I had heard that the bigger they are, the less poisonous. Like everything that causes me alarm, I study it to know every detail so I can face it. Being in the dark only adds to the fear.
I had gotten to the point of reassuring myself that it wouldn’t kill me if it did sting me as she darted away from it, potentially falling into her hair. I grabbed my can of spray, jumped up, stood in the middle of the table, and blasted nearly the entire contents. It was necessary. I was exhausted by this never-ending war. If I had a gun in my hand, I would have had no problem blowing a hole right into the sky.
The stain it left would just have to come out of the deposit put down during the signing of the rental agreement. It wasn’t as bad as a bullet hole.
I took care of the intruder, but more eye-opening experiences surfaced, like the hornets that would dive into the pool and swim alongside us, undeterred by the chemicals and chlorine. Not to mention the photo I received in the mail of a tiny weed growing in the front yard with a warning that there would be a fine from the HOA coming quickly if I didn’t eradicate it.
Then there were the gunshots and police that showed up just houses down frequently, the neighbor next door who let their dog bark below my bedroom window all night long until it finally slept when the sun came up, and the cockroaches that materialized out of thin air.

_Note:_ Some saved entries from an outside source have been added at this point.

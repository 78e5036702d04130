// src/normalizer/trade_id.rs
// All trade_id decoding and signal-zone time conversion lives here

use crate::errors::ValidationError;
use crate::types::Direction;
use chrono::{DateTime, Duration, NaiveDate, NaiveDateTime, NaiveTime, TimeZone, Utc};
use chrono_tz::Tz;

/// Fields encoded in `YYYYMMDD_HHMMSSfff_DIRECTION`.
#[derive(Debug, Clone, Copy, PartialEq, Eq)]
pub struct ParsedTradeId {
    pub date: NaiveDate,
    pub time: NaiveTime,
    pub direction: Direction,
}

impl ParsedTradeId {
    pub fn parse(trade_id: &str) -> Result<Self, ValidationError> {
        let malformed = || ValidationError::MalformedTradeId(trade_id.to_string());

        let mut parts = trade_id.trim().splitn(3, '_');
        let (date_part, time_part, direction_part) = match (parts.next(), parts.next(), parts.next()) {
            (Some(d), Some(t), Some(dir)) => (d, t, dir),
            _ => return Err(malformed()),
        };

        if date_part.len() != 8 || !date_part.bytes().all(|b| b.is_ascii_digit()) {
            return Err(malformed());
        }
        let date = NaiveDate::parse_from_str(date_part, "%Y%m%d").map_err(|_| malformed())?;

        // Older indicator builds omitted the millisecond suffix.
        if !(time_part.len() == 9 || time_part.len() == 6)
            || !time_part.bytes().all(|b| b.is_ascii_digit())
        {
            return Err(malformed());
        }
        let field = |range: std::ops::Range<usize>| -> Result<u32, ValidationError> {
            time_part[range].parse::<u32>().map_err(|_| malformed())
        };
        let millis = if time_part.len() == 9 { field(6..9)? } else { 0 };
        let time = NaiveTime::from_hms_milli_opt(field(0..2)?, field(2..4)?, field(4..6)?, millis)
            .ok_or_else(malformed)?;

        let direction = direction_part
            .parse::<Direction>()
            .map_err(|_| malformed())?;

        Ok(Self {
            date,
            time,
            direction,
        })
    }

    pub fn local_datetime(&self) -> NaiveDateTime {
        self.date.and_time(self.time)
    }

    /// Instant the signal fired, reading the encoded wall-clock time in `tz`.
    pub fn origin_utc(&self, tz: Tz) -> DateTime<Utc> {
        local_to_utc(self.local_datetime(), tz)
    }
}

/// Converts a wall-clock time in `tz` to UTC.
///
/// Ambiguous times (DST fall-back) resolve to the earlier instant; times inside a
/// spring-forward gap are shifted forward by the gap.
pub fn local_to_utc(local: NaiveDateTime, tz: Tz) -> DateTime<Utc> {
    match tz.from_local_datetime(&local).earliest() {
        Some(dt) => dt.with_timezone(&Utc),
        None => {
            let shifted = local + Duration::hours(1);
            tz.from_local_datetime(&shifted)
                .earliest()
                .map(|dt| dt.with_timezone(&Utc))
                .unwrap_or_else(|| Utc.from_utc_datetime(&local))
        }
    }
}

/// Wall-clock date and time of `instant` in `tz`.
pub fn utc_to_local(instant: DateTime<Utc>, tz: Tz) -> (NaiveDate, NaiveTime) {
    let local = instant.with_timezone(&tz).naive_local();
    (local.date(), local.time())
}

/// Display string dashboards render for a signal, `YYYY-MM-DD HH:MM:SS`.
pub fn display_signal_time(date: NaiveDate, time: NaiveTime) -> String {
    format!("{} {}", date.format("%Y-%m-%d"), time.format("%H:%M:%S"))
}

pub fn parse_signal_date(value: &str) -> Option<NaiveDate> {
    let value = value.trim();
    ["%Y-%m-%d", "%Y%m%d", "%Y/%m/%d", "%m/%d/%Y"]
        .iter()
        .find_map(|fmt| NaiveDate::parse_from_str(value, fmt).ok())
}

pub fn parse_signal_time(value: &str) -> Option<NaiveTime> {
    let value = value.trim();
    ["%H:%M:%S%.f", "%H:%M:%S", "%H:%M", "%H%M%S"]
        .iter()
        .find_map(|fmt| NaiveTime::parse_from_str(value, fmt).ok())
}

A cattle ranch nearby caused the worst smell to drift into your lungs and massive hordes of flies that enjoyed taking up your personal space.
The final nail in the coffin was when we visited a dentist who claimed we all had cavities. It was the weirdest experience after coming from one who we trusted completely. I had made sure our insurance would cover the one visit, but then the bill came. Nothing was covered, so I decided not to pursue the treatment that the three of us had been told was imperative.

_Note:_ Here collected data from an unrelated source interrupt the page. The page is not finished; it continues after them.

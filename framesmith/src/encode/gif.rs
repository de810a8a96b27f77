use std::fs::File;
use std::io::BufWriter;
use std::path::Path;

use anyhow::Context as _;
use image::codecs::gif::{GifEncoder as ImageGifEncoder, Repeat};
use image::{Delay, DynamicImage};

use crate::encode::{AnimationEncoder, FrameTiming, ensure_parent_dir};
use crate::foundation::error::{FramesmithError, FramesmithResult};

/// Writes `DynamicImage` frames as an animated GIF.
#[derive(Clone, Copy, Debug)]
pub struct GifEncoder {
    /// Palette quantization speed, 1 (best) to 30 (fastest).
    pub speed: i32,
}

impl Default for GifEncoder {
    fn default() -> Self {
        Self { speed: 10 }
    }
}

impl GifEncoder {
    /// Encoder with the given quantization speed, clamped to `1..=30`.
    pub fn with_speed(speed: i32) -> Self {
        Self {
            speed: speed.clamp(1, 30),
        }
    }
}

impl AnimationEncoder for GifEncoder {
    type Frame = DynamicImage;

    fn encode(
        &mut self,
        frames: &[&DynamicImage],
        timing: &FrameTiming,
        looping: bool,
        out_path: &Path,
    ) -> FramesmithResult<()> {
        if frames.is_empty() {
            return Err(FramesmithError::sequence_empty("no frames to encode"));
        }
        timing.check_len(frames.len())?;

        ensure_parent_dir(out_path)?;
        let file = File::create(out_path).map_err(|e| FramesmithError::io("create", out_path, e))?;
        let mut enc = ImageGifEncoder::new_with_speed(BufWriter::new(file), self.speed);
        // Without a loop extension the GIF plays once.
        if looping {
            enc.set_repeat(Repeat::Infinite)
                .context("set gif repeat")?;
        }

        for (i, frame) in frames.iter().enumerate() {
            let ms = timing.duration_ms(i).unwrap_or_default();
            let delay = Delay::from_numer_denom_ms(u32::try_from(ms).unwrap_or(u32::MAX), 1);
            let frame = image::Frame::from_parts(frame.to_rgba8(), 0, 0, delay);
            enc.encode_frame(frame)
                .with_context(|| format!("encode gif frame {i} into '{}'", out_path.display()))?;
        }
        tracing::debug!(frames = frames.len(), path = %out_path.display(), "wrote gif");
        Ok(())
    }
}

#[cfg(test)]
#[path = "../../tests/unit/encode/gif.rs"]
mod tests;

After losing the battle over the money, I decided it was time to return to my house in Minnesota and leave this experiment behind. I was in the wrong place, and every door was slammed shut.
It was not easy to pack up everything again in less than a year and return. It cost a lot, it was labor-intensive, and it messed with me mentally for a long while. I thought I was doing the right thing, but it failed. Decision making for me became tough as this incident would rear its ugly head and remind me how stupid I had been. What else could I mess up?
In time, I reestablished myself and found that one error in judgment does not make a person. I saw how my elderly parents needed me back close by, there were other people that God wanted to bring across my path in Minnesota, and my dentist saw us and confirmed that our teeth were perfectly healthy. Not a cavity in sight. Had I stayed, that would have been trying to make something work that was long over. You can choose God’s way or yours, which is your ego.
If you find yourself in a circumstance where you realize that you cannot turn back the clock or just flip over the mattress, realize that this is something everyone has experienced. It can feel isolating, as if no one has ever been as screwed up as you are. But that’s a lie.
I did find in Janes 4 a good piece of advice to implement regularly to avoid future problems for myself.
You’re nothing but a wisp of fog, catching a brief bit of sun before disappearing. Instead, make it a habit to say, “If the Master wills it and we’re still alive, we’ll do this or that.”(Message)
That sounds a little harsh, but when it comes to making a decision, it’s good to realize it shouldn’t be done without asking for some divine guidance. And then you will see this from Proverbs 3,
Trust God from the bottom of your heart;
don’t try to figure out everything on your own. Listen for God’s voice in everything you do, everywhere you go; he’s the one who will keep you on track. Don’t assume that you know it all. Run to God! (Message)
Don’t automatically react or respond to something out of obligation, peer pressure, or mass hysteria. Above all, don’t disregard the help from the unseen realm. This is the way of regret.
But if you take a minute to ask God what to do, an answer will come, and it will be the best one. Gone will be the days of remorse for making your bed and lying in it.